Шрифт:
Подоплеков (вгрызаясь в колбасу). Детям я уже ничем не смогу помочь. Но ты должна им сказать, что их отец был человеком честным, порядочным, хотя и не очень умным.
Лариса. Что значит был, Сеня? Ты был и есть, и еще не все потеряно. Защитник сказал… Ты знаешь всему этому цену. Защитник просит, чтобы ты, если можно, немножко в чем-то признался, покаялся, кого-нибудь осудил, и тебя простят.
Подоплеков. Простят? То есть не расстреляют?
Лариса. Ну, конечно же не расстреляют.
Подоплеков. Гм. И защитник прислал мне колбасу, чеснок, пиво только для того, чтобы я покаялся?
Лариса. Сеня, я знаю, ты такой гордый, такой непреклонный, но…
Подоплеков (начинает смеяться. Сначала тихо, потом громче, до истерики, выдавливая сквозь смех отдельные слова). Мне? Краковскую? Пиво? Чтобы покаялся? Дураки!
Лариса. Сеня, я понимаю, цена слишком велика.
Подоплеков. Конечно, велика. Да я не то что за пиво или за колбасу, я готов и задаром. Я жить хочу.
Защитник подслушивал все это время. Теперь он выходит на авансцену.
Защитник (обращаясь к публике). Наш процесс подходит к концу. Осужденный Подоплеков…
Шум за кулисами.
Что там за шум?
Горелкин подбегает и что-то шепчет Защитнику на ухо.
Оказывается, там иностранные корреспонденты. Жалуются, что мы не пускаем их на процесс. Разве мы не пускаем? (Горелкину.) Пусть входят.
Два корреспондента с блокнотами, фотоаппаратами, микрофонами и телекамерой.
У нас процесс открытый, а это значит, что присутствовать на нем может каждый желающий. Господа, пожалуйста, не шумите! (Пауза.) Так вот, осужденный Подоплеков обдумал свое поведение и нашел в себе мужество правильно и нелицеприятно оценить свою прошлую преступную деятельность и просит дать ему возможность публично высказать свои мысли. Руководствуясь гуманными принципами, мы решили предоставить ему такую возможность. Я попрошу доставить сюда подсудимого.
Высвечивается клетка.
Подоплеков (запивая колбасу пивом). Надо же! Неужели они отменят приговор! И даже выпустят на свободу? Трудно даже себе представить! Как я счастлив! Как я безумно счастлив! Я буду жить, дышать воздухом, пить жигулевское пиво. Может быть, иногда даже с воблой. Слушай, а что, там воблы не было?
Лариса. Где?
Подоплеков. Ну в этом самом специальном буфете.
Лариса (растерянно). Я что-то не заметила.
Подоплеков. Ты скажи защитнику, пусть в следующий раз воблу передаст, а то я могу и отказаться.

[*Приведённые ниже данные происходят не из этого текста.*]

fn hits_to_entries(hits: Vec<crate::vector_store::SearchHit>) -> Vec<SearchResultEntry> {
    hits.into_iter()
        .map(|hit| SearchResultEntry {
            document_id: hit.chunk.document_id,
            chunk_id: hit.chunk.chunk_id,
            text: hit.chunk.text,
            score: hit.score,
        })
        .collect()
}

async fn query_history_handler(
    State(state): State<AppState>,
    Query(page): Query<PageQuery>,
) -> ApiResult<Json<Vec<crate::storage::QueryRecord>>> {
    let records = state.storage.all_query_records().await?;
    let page = records.into_iter().skip(page.offset).take(page.limit).collect();
    Ok(Json(page))
}

async fn stats_handler(State(state): State<AppState>) -> ApiResult<Json<crate::analytics::Stats>> {
    let total_documents = state.storage.list_documents().await?.len() as i64;
    let stats = state.analytics.stats(total_documents).await?;
    Ok(Json(stats))
}

async fn popular_questions_handler(
    State(state): State<AppState>,
    Query(params): Query<PopularQuery>,
) -> ApiResult<Json<crate::analytics::PopularQuestionsReport>> {
    let report = state
        .analytics
        .popular_questions(params.min_frequency, params.limit)
        .await?;
    Ok(Json(report))
}

async fn trends_handler(
    State(state): State<AppState>,
    Query(params): Query<TrendsQuery>,
) -> ApiResult<Json<Vec<crate::analytics::DailyTrend>>> {
    let trends = state.analytics.trends(params.days).await?;
    Ok(Json(trends))
}

async fn llm_usage_handler(State(state): State<AppState>) -> ApiResult<Json<crate::analytics::LlmUsage>> {
    let usage = state.analytics.llm_usage().await?;
    Ok(Json(usage))
}

async fn ws_handler(
    ws: WebSocketUpgrade,
    AxPath(client_id): AxPath<String>,
    State(state): State<AppState>,
) -> Response {
    ws.on_upgrade(move |socket| handle_socket(socket, client_id, state))
}

async fn handle_socket(mut socket: WebSocket, client_id: String, state: AppState) {
    state.progress.register(&client_id).await;
    info!("websocket client {client_id} connected");

    loop {
        tokio::select! {
            incoming = socket.recv() => {
                match incoming {
                    Some(Ok(WsMessage::Text(text))) => {
                        match serde_json::from_str::<IncomingMessage>(&text) {
                            Ok(message) => {
                                if let Some(reply) = state.progress.handle_incoming(&message) {
                                    if send_event(&mut socket, &reply).await.is_err() {
                                        break;
                                    }
                                }
                                if let IncomingMessage::StreamAnswer { question, .. } = message {
                                    match state.pipeline.ask(&question, 5, 0.3, 512, 0.3).await {
                                        Ok(response) => {
                                            state.progress.stream_answer(&client_id, &response.answer, &response.llm_used).await;
                                        }
                                        Err(e) => {
                                            state.progress.send(&client_id, OutgoingEvent::AnswerStreamError { error: e.to_string() }).await;
                                        }
                                    }
                                }
                            }
                            Err(e) => warn!("ignoring malformed client message: {e}"),
                        }
                    }
                    Some(Ok(WsMessage::Close(_))) | None => break,
                    Some(Err(e)) => {
                        warn!("websocket error for {client_id}: {e}");
                        break;
                    }
                    _ => {}
                }
            }
            _ = tokio::time::sleep(tokio::time::Duration::from_millis(50)) => {
                for event in state.progress.drain(&client_id).await {
                    if send_event(&mut socket, &event).await.is_err() {
                        state.progress.deregister(&client_id).await;
                        return;
                    }
                }
            }
        }
    }

    state.progress.deregister(&client_id).await;
    info!("websocket client {client_id} disconnected");
}

async fn send_event(socket: &mut WebSocket, event: &OutgoingEvent) -> std::result::Result<(), axum::Error> {
    let text = serde_json::to_string(event).unwrap_or_default();
    socket.send(WsMessage::Text(text.into())).await
}

pub async fn start_server(state: AppState, config: &AppConfig) -> crate::error::Result<()> {
    let addr = format!("{}:{}", config.server.host, config.server.port);
    info!("starting API server on {addr}");

    let app = create_router(state);
    let listener = tokio::net::TcpListener::bind(&addr).await?;
    info!("API server listening on {addr}");

    axum::serve(listener, app)
        .await
        .map_err(|e| AppError::Config(format!("server error: {e}")))?;

    Ok(())
}

#[cfg(test)]
mod tests {
    use super::*;

    #[test]
    fn test_health_response_serializes() {
        let response = HealthResponse {
            status: "ok".to_string(),
            version: "0.1.0".to_string(),
        };
        let json = serde_json::to_string(&response).unwrap();
        assert!(json.contains("\"status\":\"ok\""));
    }

    #[test]
    fn test_ask_request_defaults() {
        let json = r#"{"question": "what is rust?"}"#;
        let request: AskRequest = serde_json::from_str(json).unwrap();
        assert_eq!(request.top_k, 5);
        assert_eq!(request.score_threshold, 0.3);
    }

    #[test]
    fn test_page_query_defaults() {
        let json = r#"{}"#;
        let page: PageQuery = serde_json::from_str(json).unwrap();
        assert_eq!(page.offset, 0);
        assert_eq!(page.limit, 20);
    }
}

Лариса. Хорошо, я скажу. Я понимаю, Сеня, каяться так трудно, так неприятно. Придется пережить неприятные моменты. Некоторым покаяние твое не понравится.
Подоплеков. Плевал я на некоторых.
Лариса. Может быть, некоторые даже перестанут подавать руку.
Подоплеков. Плевал я на их руки.
Лариса. Может быть, даже кто-нибудь плюнет тебе в лицо.
Подоплеков. Плюнет в лицо? Так это же прекрасно!
Лариса. Что же тут прекрасного, Сеня?
Подоплеков. Разве ты не понимаешь? Ну вот плюнь мне в лицо.
Лариса. Зачем?
Подоплеков. Ну плюнь, плюнь, не стесняйся.
Лариса. Ну, пожалуйста. (Плюет.)
Подоплеков (утираясь). Вот и прекрасно. Вот и замечательно. Я ощущаю плевок, значит, я существую. Значит, я жив. (Ходит по клетке, декламируя.) Подоплеков и теперь живее всех живых, наше знамя, сила и оружие!
Лариса. Я очень рада, что ты согласился принять такое мужественное, такое самоотверженное решение. А то, понимаешь, они там на Западе просто с ума посходили. И «Голос Америки», и Би-би-си, и «Свобода», на какую станцию ни наткнешься, все бубнят: Подоплеков, Подоплеков.